• [Source material]
☆ ☆ ☆
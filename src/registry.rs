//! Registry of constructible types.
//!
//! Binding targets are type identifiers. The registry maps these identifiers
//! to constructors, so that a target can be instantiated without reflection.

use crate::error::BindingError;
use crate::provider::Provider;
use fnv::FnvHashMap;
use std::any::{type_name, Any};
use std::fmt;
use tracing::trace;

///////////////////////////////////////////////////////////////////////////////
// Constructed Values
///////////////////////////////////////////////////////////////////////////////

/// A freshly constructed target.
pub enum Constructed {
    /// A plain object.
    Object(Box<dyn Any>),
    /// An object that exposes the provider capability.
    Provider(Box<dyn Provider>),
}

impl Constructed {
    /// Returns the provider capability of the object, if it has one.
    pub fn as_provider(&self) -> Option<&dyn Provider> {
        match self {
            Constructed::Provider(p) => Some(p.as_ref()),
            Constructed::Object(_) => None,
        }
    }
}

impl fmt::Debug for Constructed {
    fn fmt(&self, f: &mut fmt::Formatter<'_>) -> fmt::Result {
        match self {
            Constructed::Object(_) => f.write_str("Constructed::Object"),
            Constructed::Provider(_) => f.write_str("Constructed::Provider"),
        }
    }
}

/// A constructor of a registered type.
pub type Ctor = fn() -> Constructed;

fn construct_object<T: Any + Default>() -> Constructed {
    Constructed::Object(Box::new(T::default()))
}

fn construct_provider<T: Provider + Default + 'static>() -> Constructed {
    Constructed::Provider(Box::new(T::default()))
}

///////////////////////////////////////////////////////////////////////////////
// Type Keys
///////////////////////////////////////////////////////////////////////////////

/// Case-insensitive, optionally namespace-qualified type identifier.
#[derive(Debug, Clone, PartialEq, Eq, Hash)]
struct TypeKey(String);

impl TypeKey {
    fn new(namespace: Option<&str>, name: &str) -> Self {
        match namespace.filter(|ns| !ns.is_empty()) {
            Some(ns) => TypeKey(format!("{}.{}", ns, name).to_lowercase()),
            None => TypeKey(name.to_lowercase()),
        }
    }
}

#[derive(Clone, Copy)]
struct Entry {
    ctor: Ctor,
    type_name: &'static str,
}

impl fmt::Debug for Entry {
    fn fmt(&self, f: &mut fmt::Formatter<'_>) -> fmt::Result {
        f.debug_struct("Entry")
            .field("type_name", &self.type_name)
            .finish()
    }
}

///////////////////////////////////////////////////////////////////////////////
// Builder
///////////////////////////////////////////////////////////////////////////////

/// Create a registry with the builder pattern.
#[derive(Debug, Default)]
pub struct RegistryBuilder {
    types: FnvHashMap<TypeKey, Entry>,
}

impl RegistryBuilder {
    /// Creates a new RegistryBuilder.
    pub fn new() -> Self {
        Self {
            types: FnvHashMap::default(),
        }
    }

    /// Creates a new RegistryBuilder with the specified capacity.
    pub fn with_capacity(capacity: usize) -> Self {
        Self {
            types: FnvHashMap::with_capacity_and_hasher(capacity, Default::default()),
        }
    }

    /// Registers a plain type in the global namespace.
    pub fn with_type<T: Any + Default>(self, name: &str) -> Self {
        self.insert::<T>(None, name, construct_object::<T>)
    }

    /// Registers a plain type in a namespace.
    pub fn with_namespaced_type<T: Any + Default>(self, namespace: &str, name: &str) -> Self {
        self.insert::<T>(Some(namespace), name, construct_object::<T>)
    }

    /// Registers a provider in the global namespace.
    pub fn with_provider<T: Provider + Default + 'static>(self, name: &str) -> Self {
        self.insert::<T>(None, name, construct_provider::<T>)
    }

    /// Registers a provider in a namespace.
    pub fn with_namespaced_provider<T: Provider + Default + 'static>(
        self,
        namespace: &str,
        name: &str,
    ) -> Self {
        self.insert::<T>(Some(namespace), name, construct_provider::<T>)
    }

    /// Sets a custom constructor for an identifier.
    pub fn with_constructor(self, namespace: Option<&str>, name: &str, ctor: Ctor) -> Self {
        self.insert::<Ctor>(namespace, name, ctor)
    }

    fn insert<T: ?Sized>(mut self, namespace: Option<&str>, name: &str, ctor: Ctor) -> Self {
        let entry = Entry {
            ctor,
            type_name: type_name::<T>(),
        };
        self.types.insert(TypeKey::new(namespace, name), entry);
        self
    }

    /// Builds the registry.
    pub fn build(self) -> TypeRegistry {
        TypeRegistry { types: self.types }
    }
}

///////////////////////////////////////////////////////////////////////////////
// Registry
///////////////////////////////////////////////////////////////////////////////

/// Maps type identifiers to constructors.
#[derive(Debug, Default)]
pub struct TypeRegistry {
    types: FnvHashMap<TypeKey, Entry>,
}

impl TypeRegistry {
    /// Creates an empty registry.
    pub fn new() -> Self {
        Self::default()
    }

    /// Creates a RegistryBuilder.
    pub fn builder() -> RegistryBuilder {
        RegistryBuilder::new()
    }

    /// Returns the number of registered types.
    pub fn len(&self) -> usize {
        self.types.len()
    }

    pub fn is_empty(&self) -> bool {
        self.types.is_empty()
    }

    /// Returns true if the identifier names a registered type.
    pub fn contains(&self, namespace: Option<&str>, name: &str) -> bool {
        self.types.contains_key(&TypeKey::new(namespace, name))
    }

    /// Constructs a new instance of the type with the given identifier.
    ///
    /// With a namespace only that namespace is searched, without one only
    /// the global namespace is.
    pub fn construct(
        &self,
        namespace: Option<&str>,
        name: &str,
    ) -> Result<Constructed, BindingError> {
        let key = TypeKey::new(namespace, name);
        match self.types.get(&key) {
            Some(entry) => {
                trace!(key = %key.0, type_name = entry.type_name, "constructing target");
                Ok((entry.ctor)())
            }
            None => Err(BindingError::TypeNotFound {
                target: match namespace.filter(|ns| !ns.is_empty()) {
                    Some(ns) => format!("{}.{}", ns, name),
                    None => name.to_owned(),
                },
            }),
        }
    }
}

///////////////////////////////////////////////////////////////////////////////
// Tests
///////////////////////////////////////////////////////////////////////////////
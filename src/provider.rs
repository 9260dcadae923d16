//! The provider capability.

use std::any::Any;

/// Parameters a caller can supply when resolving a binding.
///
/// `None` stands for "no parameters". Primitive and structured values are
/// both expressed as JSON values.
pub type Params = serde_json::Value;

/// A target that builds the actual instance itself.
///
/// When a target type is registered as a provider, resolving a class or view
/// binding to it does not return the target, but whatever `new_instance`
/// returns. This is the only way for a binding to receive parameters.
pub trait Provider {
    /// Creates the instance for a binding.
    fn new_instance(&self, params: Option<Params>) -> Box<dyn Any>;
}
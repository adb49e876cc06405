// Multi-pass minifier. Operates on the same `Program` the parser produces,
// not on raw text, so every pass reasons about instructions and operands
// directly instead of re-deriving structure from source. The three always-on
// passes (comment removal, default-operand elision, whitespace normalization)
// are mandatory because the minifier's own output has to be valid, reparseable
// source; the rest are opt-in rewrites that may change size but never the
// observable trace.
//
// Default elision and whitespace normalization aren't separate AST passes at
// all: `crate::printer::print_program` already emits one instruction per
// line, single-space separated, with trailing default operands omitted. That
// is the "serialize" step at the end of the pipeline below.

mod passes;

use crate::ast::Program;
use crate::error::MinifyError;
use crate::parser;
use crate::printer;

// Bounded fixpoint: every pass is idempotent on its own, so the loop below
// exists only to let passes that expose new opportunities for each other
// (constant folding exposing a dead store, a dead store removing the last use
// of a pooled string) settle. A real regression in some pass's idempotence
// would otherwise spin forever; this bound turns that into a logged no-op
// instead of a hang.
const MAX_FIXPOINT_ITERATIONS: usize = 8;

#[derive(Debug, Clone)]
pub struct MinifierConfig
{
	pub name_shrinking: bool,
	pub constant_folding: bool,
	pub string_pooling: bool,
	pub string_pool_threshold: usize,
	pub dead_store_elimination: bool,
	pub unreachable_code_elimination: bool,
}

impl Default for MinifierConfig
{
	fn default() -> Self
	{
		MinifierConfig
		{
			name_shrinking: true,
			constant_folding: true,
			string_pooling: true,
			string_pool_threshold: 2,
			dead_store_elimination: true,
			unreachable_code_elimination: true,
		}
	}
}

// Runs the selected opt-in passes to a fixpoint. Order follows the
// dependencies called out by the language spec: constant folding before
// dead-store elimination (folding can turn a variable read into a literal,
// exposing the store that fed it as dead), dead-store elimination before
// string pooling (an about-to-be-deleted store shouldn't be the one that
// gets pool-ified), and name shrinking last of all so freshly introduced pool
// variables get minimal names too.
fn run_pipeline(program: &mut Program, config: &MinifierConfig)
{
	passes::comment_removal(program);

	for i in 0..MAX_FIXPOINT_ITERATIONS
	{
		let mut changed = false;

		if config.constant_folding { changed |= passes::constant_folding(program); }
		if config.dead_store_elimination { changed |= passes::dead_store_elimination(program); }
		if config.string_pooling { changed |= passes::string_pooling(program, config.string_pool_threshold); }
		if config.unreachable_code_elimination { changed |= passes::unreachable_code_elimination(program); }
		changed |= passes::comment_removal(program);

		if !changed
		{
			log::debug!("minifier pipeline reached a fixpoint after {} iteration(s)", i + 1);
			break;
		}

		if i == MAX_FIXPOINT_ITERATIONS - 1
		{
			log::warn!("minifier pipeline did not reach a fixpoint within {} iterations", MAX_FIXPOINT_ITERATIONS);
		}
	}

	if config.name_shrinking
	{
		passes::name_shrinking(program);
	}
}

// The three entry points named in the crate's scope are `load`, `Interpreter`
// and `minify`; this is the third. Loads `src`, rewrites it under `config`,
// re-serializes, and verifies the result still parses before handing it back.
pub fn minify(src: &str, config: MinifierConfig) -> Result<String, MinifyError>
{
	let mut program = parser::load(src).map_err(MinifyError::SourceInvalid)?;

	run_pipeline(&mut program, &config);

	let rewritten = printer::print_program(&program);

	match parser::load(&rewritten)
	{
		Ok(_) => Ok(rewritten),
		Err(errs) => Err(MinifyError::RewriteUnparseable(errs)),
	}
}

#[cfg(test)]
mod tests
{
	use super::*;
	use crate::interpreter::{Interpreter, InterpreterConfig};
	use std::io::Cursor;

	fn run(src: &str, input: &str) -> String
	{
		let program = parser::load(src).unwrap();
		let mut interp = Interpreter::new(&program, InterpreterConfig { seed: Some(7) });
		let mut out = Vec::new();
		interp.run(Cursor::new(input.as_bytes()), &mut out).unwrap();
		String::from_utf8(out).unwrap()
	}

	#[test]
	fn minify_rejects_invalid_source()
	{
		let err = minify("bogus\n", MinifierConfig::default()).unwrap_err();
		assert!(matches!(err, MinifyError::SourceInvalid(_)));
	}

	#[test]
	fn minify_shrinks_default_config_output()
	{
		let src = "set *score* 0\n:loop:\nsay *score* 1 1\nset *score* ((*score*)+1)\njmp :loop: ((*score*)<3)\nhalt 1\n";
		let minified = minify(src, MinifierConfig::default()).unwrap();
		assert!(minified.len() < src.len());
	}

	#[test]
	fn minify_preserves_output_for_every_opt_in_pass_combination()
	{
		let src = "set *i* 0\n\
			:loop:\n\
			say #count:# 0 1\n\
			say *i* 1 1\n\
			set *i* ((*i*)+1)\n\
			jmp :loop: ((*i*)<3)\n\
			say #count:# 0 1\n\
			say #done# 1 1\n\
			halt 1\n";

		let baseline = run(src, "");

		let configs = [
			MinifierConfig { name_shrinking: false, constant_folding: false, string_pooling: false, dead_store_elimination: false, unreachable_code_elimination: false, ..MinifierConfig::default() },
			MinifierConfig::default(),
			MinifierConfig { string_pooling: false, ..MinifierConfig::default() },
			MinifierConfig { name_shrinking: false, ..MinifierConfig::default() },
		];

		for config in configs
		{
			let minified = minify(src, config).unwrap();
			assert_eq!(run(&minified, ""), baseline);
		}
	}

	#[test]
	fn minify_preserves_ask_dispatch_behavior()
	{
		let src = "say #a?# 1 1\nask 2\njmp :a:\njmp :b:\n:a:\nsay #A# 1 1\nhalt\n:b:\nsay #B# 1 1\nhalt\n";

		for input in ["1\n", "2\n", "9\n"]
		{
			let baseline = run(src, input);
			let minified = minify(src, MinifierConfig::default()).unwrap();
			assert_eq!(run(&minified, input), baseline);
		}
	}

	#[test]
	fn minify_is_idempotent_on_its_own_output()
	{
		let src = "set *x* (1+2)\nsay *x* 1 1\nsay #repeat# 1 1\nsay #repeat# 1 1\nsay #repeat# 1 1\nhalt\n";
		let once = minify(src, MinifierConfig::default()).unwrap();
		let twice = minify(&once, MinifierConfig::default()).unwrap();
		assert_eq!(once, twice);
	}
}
☆ ☆ ☆
• [What you need to do] Return only the lines of the records in which the string "BindingError" appears.

• [The completed task]
use crate::error::BindingError;
    ) -> Result<Constructed, BindingError> {
            None => Err(BindingError::TypeNotFound {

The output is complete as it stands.